Comédie dramatique de Enzo Cormann, mise en scène de Patrick Bonnel, avec Syrus Shahidi et Stan Tyebo.
"Diktat" se passe dans un pays imaginaire comme il y a en tant dans les Balkans. Les Traces et les Tribes se vouent une haine éternelle. La dernière guerre ethnique est encore fraîche et deux frères ennemis vont se retrouver dans des circonstances particulièrement éprouvantes.
Dans "Diktat", pièce écrite en 1995, c'est-à-dire en plein milieu de la guerre en Yougoslavie, on sait tout de suite que la mort est au rendez-vous. Reste à savoir si la fraternité triomphera finalement de l'Histoire.
Enzo Cormann alterne les apartés des deux personnages avec leur dialogue. "Dialogue" est d'ailleurs un mot qui ne convient pas. C'est en fait un combat de mots que pratiquent Val et Pietr.
Pièce sous tension, "Diktat" bénéficie de la belle langue d'Enzo Cormann à laquelle il faudra s'habituer puisqu'il a pris le parti de la littérature et des échanges qui font vraiment sens.
Peu à peu, le spectateur s'engouffre dans ses retrouvailles funèbres, ne cherche plus à découvrir qui a raison de celui qui veut oublier ou de celui qui veut se venger. Comme les deux frères, il aimerait qu'il y ait un ailleurs où ils pourraient retrouver ce chemin commun qu'ils n'ont pas emprunté depuis vingt-cinq ans.
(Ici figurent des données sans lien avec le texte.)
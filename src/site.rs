//! A pastie site's archive poller: periodically fetches the site's "recent
//! pastes" index, extracts ids with a regex, and hands back the ones not
//! already seen.
//!
//! Grounded on `original_source/pystemon/pastiesite.py`'s `PastieSite`: the
//! `run()` loop sleeps a random duration in `[update_min, update_max]`
//! between polls, `get_last_pasties` regex-extracts ids from the archive
//! page and filters them through `seen_pastie_and_remember`, and
//! `is_same_as` lets a config reload decide whether to keep a site's queue
//! and seen-ring rather than rebuild them.

use std::collections::{HashSet, VecDeque};

use rand::Rng;
use regex::Regex;
use tracing::{debug, info, warn};

use crate::useragent::UserAgent;

/// Capacity of the in-memory seen-id ring (`deque('', 1000)` in the
/// original).
pub const SEEN_RING_CAPACITY: usize = 1000;

/// Bounded FIFO of recently seen pastie ids with O(1) membership testing.
/// Older ids fall off once the ring is full; long-term dedup is the job of
/// a storage backend's `seen_pastie`, not this ring.
#[derive(Default)]
pub struct SeenRing {
    order: VecDeque<String>,
    members: HashSet<String>,
}

impl SeenRing {
    #[must_use]
    pub fn new() -> Self {
        Self::default()
    }

    #[must_use]
    pub fn contains(&self, id: &str) -> bool {
        self.members.contains(id)
    }

    /// Records `id` as seen, evicting the oldest entry once at capacity.
    /// No-op if already present.
    pub fn remember(&mut self, id: impl Into<String>) {
        let id = id.into();
        if self.members.contains(&id) {
            return;
        }
        if self.order.len() >= SEEN_RING_CAPACITY
            && let Some(evicted) = self.order.pop_back()
        {
            self.members.remove(&evicted);
        }
        self.order.push_front(id.clone());
        self.members.insert(id);
    }

    #[must_use]
    pub fn len(&self) -> usize {
        self.order.len()
    }

    #[must_use]
    pub fn is_empty(&self) -> bool {
        self.order.is_empty()
    }
}

/// Identity used to decide, across a config reload, whether a site is "the
/// same" and should keep its in-memory queue/seen-ring rather than being
/// torn down and recreated.
#[derive(Debug, Clone, PartialEq, Eq)]
pub struct SiteIdentity {
    pub name: String,
    pub download_url: String,
    pub archive_url: String,
    pub metadata_url: Option<String>,
}

/// A pastie site's polling configuration and archive-extraction logic.
pub struct PastieSite {
    pub name: String,
    pub download_url: String,
    pub public_url: String,
    pub metadata_url: Option<String>,
    pub archive_url: String,
    archive_regex: Regex,
    pub update_min: u64,
    pub update_max: u64,
    pub compress_filenames: bool,
}

impl PastieSite {
    pub fn new(
        name: impl Into<String>,
        download_url: impl Into<String>,
        public_url: Option<String>,
        metadata_url: Option<String>,
        archive_url: impl Into<String>,
        archive_regex: &str,
        update_min: u64,
        update_max: u64,
        compress_filenames: bool,
    ) -> Result<Self, regex::Error> {
        let download_url = download_url.into();
        let public_url = public_url.unwrap_or_else(|| download_url.clone());
        Ok(Self {
            name: name.into(),
            download_url,
            public_url,
            metadata_url,
            archive_url: archive_url.into(),
            archive_regex: Regex::new(archive_regex)?,
            update_min,
            update_max,
            compress_filenames,
        })
    }

    #[must_use]
    pub fn identity(&self) -> SiteIdentity {
        SiteIdentity {
            name: self.name.clone(),
            download_url: self.download_url.clone(),
            archive_url: self.archive_url.clone(),
            metadata_url: self.metadata_url.clone(),
        }
    }

    /// `true` iff `self` and `other` share the identity fields a reload uses
    /// to decide whether to preserve in-memory state.
    #[must_use]
    pub fn is_same_as(&self, other: &SiteIdentity) -> bool {
        self.identity() == *other
    }

    /// A pastie id's on-disk filename: `/` replaced with `_`, `.gz` suffix
    /// appended when the site archives compressed.
    #[must_use]
    pub fn pastie_id_to_filename(&self, pastie_id: &str) -> String {
        let filename = pastie_id.replace('/', "_");
        if self.compress_filenames {
            format!("{filename}.gz")
        } else {
            filename
        }
    }

    /// Uniformly samples a sleep duration in `[update_min, update_max]`
    /// seconds, as the polling loop does between archive fetches.
    #[must_use]
    pub fn sample_sleep_secs(&self) -> u64 {
        if self.update_min >= self.update_max {
            return self.update_min;
        }
        rand::thread_rng().gen_range(self.update_min..=self.update_max)
    }

    /// Fetches the archive index and extracts pastie ids via the site's
    /// regex, in the order they appear on the page.
    pub async fn fetch_new_ids(&self, ua: &UserAgent) -> Option<Vec<String>> {
        let body = match ua.download_url(&self.archive_url).await {
            Ok(body) => body,
            Err(error) => {
                warn!(site = %self.name, %error, "failed to download archive page");
                return None;
            }
        };
        let html = String::from_utf8_lossy(&body);
        let ids: Vec<String> = self
            .archive_regex
            .captures_iter(&html)
            .filter_map(|captures| captures.get(1).map(|m| m.as_str().to_string()))
            .collect();
        if ids.is_empty() {
            warn!(site = %self.name, "no archive matches; regex may be stale");
            return None;
        }
        debug!(site = %self.name, count = ids.len(), "extracted archive ids");
        Some(ids)
    }

    /// Filters `ids` through `seen` without recording anything into it — an
    /// id is only worth remembering once a storage backend also confirms
    /// it's novel, which the caller checks afterwards (see
    /// `Supervisor::spawn_poller`). Reverses the remainder so the oldest
    /// unseen entries are queued first — new pastebin listings read
    /// newest-first.
    #[must_use]
    pub fn new_pastie_ids(&self, ids: Vec<String>, seen: &SeenRing) -> Vec<String> {
        let mut fresh: Vec<String> = ids.into_iter().filter(|id| !seen.contains(id)).collect();
        fresh.reverse();
        fresh
    }
}

#[cfg(test)]
mod tests {
    use super::*;

    fn site() -> PastieSite {
        PastieSite::new(
            "pastebin",
            "https://pastebin.com/raw/{id}",
            None,
            None,
            "https://pastebin.com/archive",
            r#"href="/(\w{8})""#,
            1,
            2,
            false,
        )
        .unwrap()
    }

    #[test]
    fn test_seen_ring_dedup_and_eviction() {
        let mut ring = SeenRing::new();
        ring.remember("a");
        ring.remember("a");
        assert_eq!(ring.len(), 1, "duplicate remember must not grow the ring");
        assert!(ring.contains("a"));
        assert!(!ring.contains("b"));
    }

    #[test]
    fn test_seen_ring_evicts_oldest_at_capacity() {
        let mut ring = SeenRing::new();
        for i in 0..SEEN_RING_CAPACITY {
            ring.remember(format!("id-{i}"));
        }
        assert!(ring.contains("id-0"));
        ring.remember("id-overflow");
        assert!(!ring.contains("id-0"), "oldest id should be evicted");
        assert!(ring.contains("id-overflow"));
        assert_eq!(ring.len(), SEEN_RING_CAPACITY);
    }

    #[test]
    fn test_is_same_as_compares_identity_fields() {
        let s = site();
        assert!(s.is_same_as(&s.identity()));
        let mut other = s.identity();
        other.archive_url = "https://pastebin.com/archive2".to_string();
        assert!(!s.is_same_as(&other));
    }

    #[test]
    fn test_pastie_id_to_filename_sanitizes_and_suffixes() {
        let mut s = site();
        assert_eq!(s.pastie_id_to_filename("ab/cd"), "ab_cd");
        s.compress_filenames = true;
        assert_eq!(s.pastie_id_to_filename("ab/cd"), "ab_cd.gz");
    }

    #[test]
    fn test_new_pastie_ids_filters_seen_and_reverses() {
        let s = site();
        let mut seen = SeenRing::new();
        seen.remember("aaaaaaaa");
        let ids = vec![
            "cccccccc".to_string(),
            "bbbbbbbb".to_string(),
            "aaaaaaaa".to_string(),
        ];
        let fresh = s.new_pastie_ids(ids, &seen);
        assert_eq!(fresh, vec!["bbbbbbbb".to_string(), "cccccccc".to_string()]);
        assert!(
            !seen.contains("bbbbbbbb") && !seen.contains("cccccccc"),
            "new_pastie_ids must not record anything on its own"
        );
    }

    #[test]
    fn test_sample_sleep_within_bounds() {
        let s = site();
        for _ in 0..50 {
            let secs = s.sample_sleep_secs();
            assert!(secs >= s.update_min && secs <= s.update_max);
        }
    }
}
La mise en scène précise et forcément minimale de Patrick Bonnel s'applique parfaitement à ce duo-duel. Syrus Shahidi, qu'on avait découvert dans une extraordinaire interprétation du "Journal d'un fou" de Gogol, confirme qu'il est un des acteurs les plus prometteurs de sa génération. Stan Tyebo est très convaincant en vainqueur désabusé saisi par l'improbable retour de frère-remords.
"Diktat" est une véritable réflexion sur la guerre, cette passion humaine qui détruit toujours les hommes, même longtemps après que la paix lui a soi-disant succédée.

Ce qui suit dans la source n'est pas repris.